Exercise directions: Using the material below, return exactly the lines between the one holding "awarded spin count" and the one holding "running session win", inclusive, and no others.

Information shown:

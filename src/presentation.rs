//! Presentation boundary
//!
//! The engine resolves outcomes and hands them across this trait; rendering,
//! animation, and overlay pacing live entirely on the other side. A call
//! returns when the presentation is done with it, which is what keeps
//! evaluation strictly after the reel animation and balance updates in spin
//! order.

use crate::session::SlotError;
use crate::spin::SpinResult;
use crate::symbols::Grid;
use crate::timing::SpinTiming;

/// Full-screen overlay kinds the core can request
#[derive(Debug, Clone, Copy, PartialEq)]
pub enum Overlay {
    /// Bonus round intro, showing the awarded spin count
    FreeSpinIntro { spins: u32 },
    /// Bonus round summary, showing the accumulated win
    FreeSpinSummary { total_win: f64 },
    /// Buy-feature confirmation, showing spins granted and cost
    PurchaseConfirmed { spins: u32, cost: f64 },
}

/// Consumer of resolved outcomes
///
/// Every method has a no-op default so headless users implement only what
/// they display.
pub trait Presentation {
    /// Animate the reels to the finalized grid; return when settled
    fn render_grid(&mut self, _grid: &Grid, _timing: SpinTiming) {}

    /// Show a win banner for a resolved spin
    fn display_win(&mut self, _result: &SpinResult) {}

    /// Reflect the post-update balance
    fn display_balance(&mut self, _balance: f64) {}

    /// Reflect the running session win
    fn display_session_win(&mut self, _amount: f64) {}

    /// Show a full-screen overlay for roughly `duration_ms`; return when done
    fn display_overlay(&mut self, _overlay: Overlay, _duration_ms: u32) {}

    /// Warn about a refused action (insufficient funds)
    fn display_warning(&mut self, _error: &SlotError) {}

    /// Idle pause between spins (auto-spin pacing, free-spin gaps)
    fn pause(&mut self, _duration_ms: u32) {}
}

/// Discards everything; pure simulation
#[derive(Debug, Default)]
pub struct NullPresentation;

impl Presentation for NullPresentation {}

/// Logs outcomes through the `log` crate; useful for CLI runs
#[derive(Debug, Default)]
pub struct LogPresentation;

impl Presentation for LogPresentation {
    fn display_win(&mut self, result: &SpinResult) {
        log::info!(
            "[Spin {}] win {:.2} ({} clusters, {} scatters)",
            result.spin_index,
            result.total_win,
            result.cluster_wins.len(),
            result.scatter_win.as_ref().map(|s| s.count).unwrap_or(0),
        );
    }

    fn display_balance(&mut self, balance: f64) {
        log::debug!("balance {:.2}", balance);
    }

    fn display_overlay(&mut self, overlay: Overlay, _duration_ms: u32) {
        log::info!("overlay: {:?}", overlay);
    }

    fn display_warning(&mut self, error: &SlotError) {
        log::warn!("refused: {}", error);
    }
}

/// Records every call for assertion in tests and headless harnesses
#[derive(Debug, Default)]
pub struct RecordingPresentation {
    pub grids: Vec<Grid>,
    pub wins: Vec<f64>,
    pub balances: Vec<f64>,
    pub session_wins: Vec<f64>,
    pub overlays: Vec<Overlay>,
    pub warnings: Vec<SlotError>,
    pub pauses: Vec<u32>,
}

impl Presentation for RecordingPresentation {
    fn render_grid(&mut self, grid: &Grid, _timing: SpinTiming) {
        self.grids.push(grid.clone());
    }

    fn display_win(&mut self, result: &SpinResult) {
        self.wins.push(result.total_win);
    }

    fn display_balance(&mut self, balance: f64) {
        self.balances.push(balance);
    }

    fn display_session_win(&mut self, amount: f64) {
        self.session_wins.push(amount);
    }

    fn display_overlay(&mut self, overlay: Overlay, _duration_ms: u32) {
        self.overlays.push(overlay);
    }

    fn display_warning(&mut self, error: &SlotError) {
        self.warnings.push(error.clone());
    }

    fn pause(&mut self, duration_ms: u32) {
        self.pauses.push(duration_ms);
    }
}

impl RecordingPresentation {
    /// Number of intro overlays shown, for one-intro-per-round assertions
    pub fn intro_count(&self) -> usize {
        self.overlays
            .iter()
            .filter(|o| matches!(o, Overlay::FreeSpinIntro { .. }))
            .count()
    }
}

Task answer:
    /// Bonus round intro, showing the awarded spin count
    FreeSpinIntro { spins: u32 },
    /// Bonus round summary, showing the accumulated win
    FreeSpinSummary { total_win: f64 },
    /// Buy-feature confirmation, showing spins granted and cost
    PurchaseConfirmed { spins: u32, cost: f64 },
}

/// Consumer of resolved outcomes
///
/// Every method has a no-op default so headless users implement only what
/// they display.
pub trait Presentation {
    /// Animate the reels to the finalized grid; return when settled
    fn render_grid(&mut self, _grid: &Grid, _timing: SpinTiming) {}

    /// Show a win banner for a resolved spin
    fn display_win(&mut self, _result: &SpinResult) {}

    /// Reflect the post-update balance
    fn display_balance(&mut self, _balance: f64) {}

    /// Reflect the running session win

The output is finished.